Segregated Witness brings more than just capacity expansion, it also makes hardware wallets more secure

Bitcoin Core released its latest software version 0.13.1 last week, which includes the Segregated Witness soft fork. If the proposal is supported by a majority of miners, Segregated Witness will be activated on the Bitcoin network - perhaps as early as December. This soft fork will bring a number of benefits, including an effective increase in the block size limit and scalability fixes.

However, a lesser-known benefit is that transaction inputs — the amount of bitcoin being sent — will for the first time be cryptographically signed by the user: It’s a small change, but according to Ledger CTO Nicolas Bacca, ‘this change fixes one of the biggest issues currently facing bitcoin hardware wallets.’

Input

All Bitcoin transactions send Bitcoins from 'inputs' to 'outputs', where inputs specify the addresses to which Bitcoins are sent and outputs specify the recipient addresses.

Of course, all inputs are at least as large as the outputs. It is impossible for a sender to create bitcoins out of thin air.

However, in fact, in general, the input bitcoins are slightly more than the output. And this difference is the handling fee. So if all inputs are 1BTC, then all outputs may be 0.999 BTC, and anyone who processes this transaction can get 0.001BTC as a reward.

But there is one quirk. While the outputs contain explicit amounts, the inputs do not. This isn’t really a problem, because every input depends on a previous transaction, so Bitcoin wallets can check the blockchain to see how much an input has.

However, hardware wallets are an exception, as Bacca explained to Bitcoin Magazine:

“Hardware wallets do not store the entire blockchain, nor do they directly access the Bitcoin network. Instead, they collect transaction history by connecting to software. For example, they connect to the network through a wallet running on a computer, or through a web wallet.”

In many cases, this is fine. The hardware wallet generates a transaction to send a certain amount of Bitcoin to a certain address. If the user really wants to send Bitcoin to these addresses, he can sign the transaction. There is no risk in sending funds to the input.

However, this could create a risk of a ‘fee attack,’ Bitcoin Core and Digital Bitbox developer Jonas Schelli told Bitcoin Magazine.

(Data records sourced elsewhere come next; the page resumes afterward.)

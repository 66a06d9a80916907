use sea_orm::entity::prelude::*;

#[derive(Clone, Debug, PartialEq, DeriveEntityModel, Eq)]
#[sea_orm(table_name = "state_documents")]
pub struct Model {
    #[sea_orm(primary_key, auto_increment = false)]
    pub name: String,
    pub body: Json,
    pub updated_at: DateTimeWithTimeZone,
}

#[derive(Copy, Clone, Debug, EnumIter, DeriveRelation)]
pub enum Relation {}

impl ActiveModelBehavior for ActiveModel {}
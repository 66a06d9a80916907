pub mod commands;
pub mod workflow;

use crate::modules::{Module, ModuleDefinition};

pub fn module() -> Module {
    Module {
        definition: ModuleDefinition {
            id: "rewards",
            name: "Rewards",
            description: "Pays members out for their invites.",
        },
        commands: commands::commands(),
        event_handlers: vec![],
    }
}
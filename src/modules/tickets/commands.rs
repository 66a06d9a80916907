use crate::modules::tickets::descriptor::TicketKind;
use crate::services::duration::parse_duration;
use crate::services::reply::{self, author_id, guild_id};
use crate::{Context, Error};

/// Support, order, sale and reward tickets
#[poise::command(slash_command, guild_only, subcommands("panel", "open", "close", "operation"))]
pub async fn ticket(_ctx: Context<'_>) -> Result<(), Error> {
    Ok(())
}

/// Post the ticket panel in this channel (staff only)
#[poise::command(slash_command, guild_only)]
pub async fn panel(ctx: Context<'_>) -> Result<(), Error> {
    let guild_id = guild_id(ctx)?;
    let result = ctx
        .data()
        .tickets
        .post_panel(guild_id, ctx.channel_id().get(), author_id(ctx))
        .await;
    reply::respond_private(ctx, result, |_| "🎫 Ticket panel posted.".to_string()).await
}

/// Open a private ticket with staff
#[poise::command(slash_command, guild_only)]
pub async fn open(
    ctx: Context<'_>,
    #[description = "What the ticket is about"] kind: TicketKind,
) -> Result<(), Error> {
    let guild_id = guild_id(ctx)?;
    ctx.defer_ephemeral().await?;
    let result = ctx.data().tickets.open(guild_id, author_id(ctx), kind).await;
    reply::respond_private(ctx, result, |ticket| {
        format!("🎫 Your ticket is ready: <#{}>", ticket.channel_id)
    })
    .await
}

/// Close the ticket in this channel
#[poise::command(slash_command, guild_only)]
pub async fn close(
    ctx: Context<'_>,
    #[description = "Why the ticket is being closed"] reason: String,
) -> Result<(), Error> {
    let guild_id = guild_id(ctx)?;
    let result = ctx
        .data()
        .tickets
        .close(guild_id, ctx.channel_id().get(), author_id(ctx), &reason)
        .await;
    reply::respond_private(ctx, result, |summary| {
        if summary.opener_notified {
            "🔒 Ticket closed, the opener has been notified.".to_string()
        } else {
            "🔒 Ticket closed. The opener could not be messaged.".to_string()
        }
    })
    .await
}

/// Operation timers on the ticket in this channel
#[poise::command(slash_command, guild_only, subcommands("start", "cancel"))]
pub async fn operation(_ctx: Context<'_>) -> Result<(), Error> {
    Ok(())
}

/// Grant the customer role and delete this ticket after a delay (staff only)
#[poise::command(slash_command, guild_only)]
pub async fn start(
    ctx: Context<'_>,
    #[description = "Delay before the ticket is deleted, e.g. 30m or 1h30m"] duration: String,
) -> Result<(), Error> {
    let guild_id = guild_id(ctx)?;
    let result = match parse_duration(&duration) {
        Ok(delay) => {
            ctx.data()
                .tickets
                .start_operation(guild_id, ctx.channel_id().get(), author_id(ctx), delay)
                .await
        }
        Err(e) => Err(e),
    };
    reply::respond(ctx, result, |replaced| {
        let mut response = format!("⏱️ This ticket will be deleted in **{}**.", duration.trim());
        if replaced {
            response.push_str(" The previous timer was cancelled.");
        }
        response
    })
    .await
}

/// Cancel the pending operation timer (staff only)
#[poise::command(slash_command, guild_only)]
pub async fn cancel(ctx: Context<'_>) -> Result<(), Error> {
    let guild_id = guild_id(ctx)?;
    let result = ctx
        .data()
        .tickets
        .cancel_operation(guild_id, ctx.channel_id().get(), author_id(ctx))
        .await;
    reply::respond(ctx, result, |cancelled| {
        if cancelled {
            "⏹️ Operation timer cancelled.".to_string()
        } else {
            "ℹ️ There is no active timer on this ticket.".to_string()
        }
    })
    .await
}

pub fn commands() -> Vec<poise::Command<crate::Data, Error>> {
    vec![ticket()]
}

“For example, if your computer is compromised by a Trojan horse, when sending funds from your hardware wallet, the Trojan horse will increase the input amount, or add additional inputs without informing the user. Through the hardware wallet, the user then confirms and checks the output and signs the transaction. However, the user does not know that the actual amount of input is higher than the transaction requires; even all the bitcoins stored in the hardware wallet may be sent without the user's knowledge and then distributed to the miners as a huge fee.”

While this may be unlikely, the risk severely undermines one of the key uses of hardware wallets. After all, the point of hardware wallets is that these devices cannot be hacked even if they are connected to an insecure computer.

Segregated Witness

Countermeasures against this "fee" attack do exist. Hardware wallets can connect to software to obtain the previous transaction on the blockchain, convert the output amount into a hash, and then compare it with the input amount hash of the new transaction.

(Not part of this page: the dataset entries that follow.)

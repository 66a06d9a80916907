pub mod commands;
pub mod events;
pub mod model;
pub mod scheduler;
pub mod selection;

use crate::modules::{Module, ModuleDefinition};

pub fn module() -> Module {
    Module {
        definition: ModuleDefinition {
            id: "giveaways",
            name: "Giveaways",
            description: "Timed giveaways with optional invite requirements.",
        },
        commands: commands::commands(),
        event_handlers: vec![],
    }
}
use crate::modules::giveaways::scheduler::LaunchRequest;
use crate::services::duration::parse_duration;
use crate::services::error::{EngineError, EngineResult};
use crate::services::platform::MessageId;
use crate::services::reply::{self, author_id, guild_id};
use crate::{Context, Error};
use poise::serenity_prelude as serenity;

fn parse_message_id(raw: &str) -> EngineResult<MessageId> {
    raw.trim()
        .parse::<MessageId>()
        .map_err(|_| EngineError::validation(format!("`{}` is not a message id", raw.trim())))
}

/// Giveaways
#[poise::command(slash_command, guild_only, subcommands("start", "end", "reroll", "list"))]
pub async fn giveaway(_ctx: Context<'_>) -> Result<(), Error> {
    Ok(())
}

/// Start a giveaway (staff only)
#[poise::command(slash_command, guild_only)]
pub async fn start(
    ctx: Context<'_>,
    #[description = "How long it runs, e.g. 1d or 2h30m"] duration: String,
    #[description = "Number of winners"]
    #[min = 1]
    #[max = 50]
    winners: u32,
    #[description = "What is being given away"] prize: String,
    #[description = "Credited invites needed to enter"]
    #[min = 0]
    min_invites: Option<i64>,
    #[description = "Channel to post in (defaults to this one)"]
    #[channel_types("Text", "News")]
    channel: Option<serenity::GuildChannel>,
) -> Result<(), Error> {
    let guild_id = guild_id(ctx)?;
    let channel_id = channel.map(|c| c.id).unwrap_or_else(|| ctx.channel_id());

    let result = match parse_duration(&duration) {
        Ok(duration) => {
            ctx.data()
                .giveaways
                .launch(
                    guild_id,
                    author_id(ctx),
                    LaunchRequest {
                        channel_id: channel_id.get(),
                        duration,
                        winner_count: winners,
                        prize,
                        min_invites: min_invites.unwrap_or(0),
                    },
                )
                .await
        }
        Err(e) => Err(e),
    };
    reply::respond_private(ctx, result, |g| {
        format!("🎉 Giveaway for **{}** started in <#{}>.", g.prize, g.channel_id)
    })
    .await
}

/// End a giveaway now (host or staff)
#[poise::command(slash_command, guild_only)]
pub async fn end(
    ctx: Context<'_>,
    #[description = "Message id of the giveaway"] message_id: String,
) -> Result<(), Error> {
    let result = match parse_message_id(&message_id) {
        Ok(id) => ctx.data().giveaways.end(id, author_id(ctx)).await,
        Err(e) => Err(e),
    };
    reply::respond_private(ctx, result, |g| {
        if g.last_winners.is_empty() {
            format!("🏁 Giveaway for **{}** ended without entries.", g.prize)
        } else {
            format!("🏁 Giveaway for **{}** ended.", g.prize)
        }
    })
    .await
}

/// Draw new winners for a giveaway (host or staff)
#[poise::command(slash_command, guild_only)]
pub async fn reroll(
    ctx: Context<'_>,
    #[description = "Message id of the giveaway"] message_id: String,
) -> Result<(), Error> {
    let result = match parse_message_id(&message_id) {
        Ok(id) => ctx.data().giveaways.reroll(id, author_id(ctx)).await,
        Err(e) => Err(e),
    };
    reply::respond_private(ctx, result, |winners| {
        format!("🔁 Rerolled, {} new winner(s) announced.", winners.len())
    })
    .await
}

/// List running giveaways
#[poise::command(slash_command, guild_only)]
pub async fn list(ctx: Context<'_>) -> Result<(), Error> {
    let guild_id = guild_id(ctx)?;
    let active = ctx.data().giveaways.list_active(guild_id).await;

    let mut response = String::from("🎉 **Running giveaways**\n\n");
    if active.is_empty() {
        response.push_str("None right now.");
    }
    for g in &active {
        response.push_str(&format!(
            "• **{}** in <#{}> (`{}`), {} entries, ends <t:{}:R>\n",
            g.prize,
            g.channel_id,
            g.message_id,
            g.entries.len(),
            g.ends_at.timestamp()
        ));
    }

    reply::say(ctx, response, true).await
}

pub fn commands() -> Vec<poise::Command<crate::Data, Error>> {
    vec![giveaway()]
}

However, Trezor architect Marek “Slush” Palatinus explained,

“These solutions are extremely complex and slow.”

Due to the limited computing resources of hardware wallets, they may not even be feasible in some cases.

Palatinus said:

“Transactions that include a large number of inputs or outputs, such as mining pool payouts, may take up to an hour to compute.”

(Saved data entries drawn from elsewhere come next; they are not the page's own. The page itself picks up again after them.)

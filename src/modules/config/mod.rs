pub mod commands;
pub mod settings;

use crate::modules::{Module, ModuleDefinition};

pub fn module() -> Module {
    Module {
        definition: ModuleDefinition {
            id: "config",
            name: "Configuration",
            description: "Staff roles, channels, webhook, blacklist and automod settings.",
        },
        commands: commands::commands(),
        event_handlers: vec![],
    }
}
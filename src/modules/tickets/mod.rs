pub mod commands;
pub mod descriptor;
pub mod events;
pub mod machine;

use crate::modules::{Module, ModuleDefinition};

pub fn module() -> Module {
    Module {
        definition: ModuleDefinition {
            id: "tickets",
            name: "Tickets",
            description: "Private support, order, sale and reward channels.",
        },
        commands: commands::commands(),
        event_handlers: vec![],
    }
}
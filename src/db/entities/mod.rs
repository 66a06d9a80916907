pub mod state_documents;
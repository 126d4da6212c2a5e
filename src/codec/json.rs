// src/codec/json.rs

use super::{Codec, CodecError};

use bytes::Bytes;
use serde_json::Value;

/// Serializes to and from JSON text.
#[derive(Debug, Clone, Copy, Default)]
pub struct Json;

impl Codec for Json {
  fn pack(&self, value: &Value) -> Result<Bytes, CodecError> {
    Ok(Bytes::from(serde_json::to_vec(value)?))
  }

  fn unpack(&self, bytes: &[u8]) -> Result<Value, CodecError> {
    Ok(serde_json::from_slice(bytes)?)
  }
}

Segregated Witness offers a better solution.

Segregated Witness moves cryptographic signatures to a kind of “additional” part of a transaction: the ‘witness’ part. This in itself is not important for hardware wallets. But as the signature data is moved, and changes the way wallets read it, Bitcoin Core developers decided to slightly change the signature generation process.

Specifically, the input amounts are signed — though they are still not part of the transaction itself. In a way, these input amounts become 'part' of the cryptographic signature. For example, a hardware wallet user would only sign the exact amount of bitcoin being sent — without going through a complicated and slow process and risking sending too much money. (If a Trojan tried to change the input amounts after signing, the transaction would be considered invalid by the Bitcoin node.)

If SegWit is activated, it will be easy to upgrade all existing hardware wallets to take advantage of this option. Ledger has already made upgrades to the Ledger codebase, while Trezor and Digital Bitbox will also be ready to integrate if the SegWit soft fork is activated.

Palatinus stressed:

“SegWit does more than just scale.”

“Bitcoin has other problems, and SegWit opens the door to new potential applications and use cases that are not possible today. This is important for those who think that only a larger block size can save the Bitcoin exchange rate, and for miners who will decide whether SegWit should be adopted, to understand.”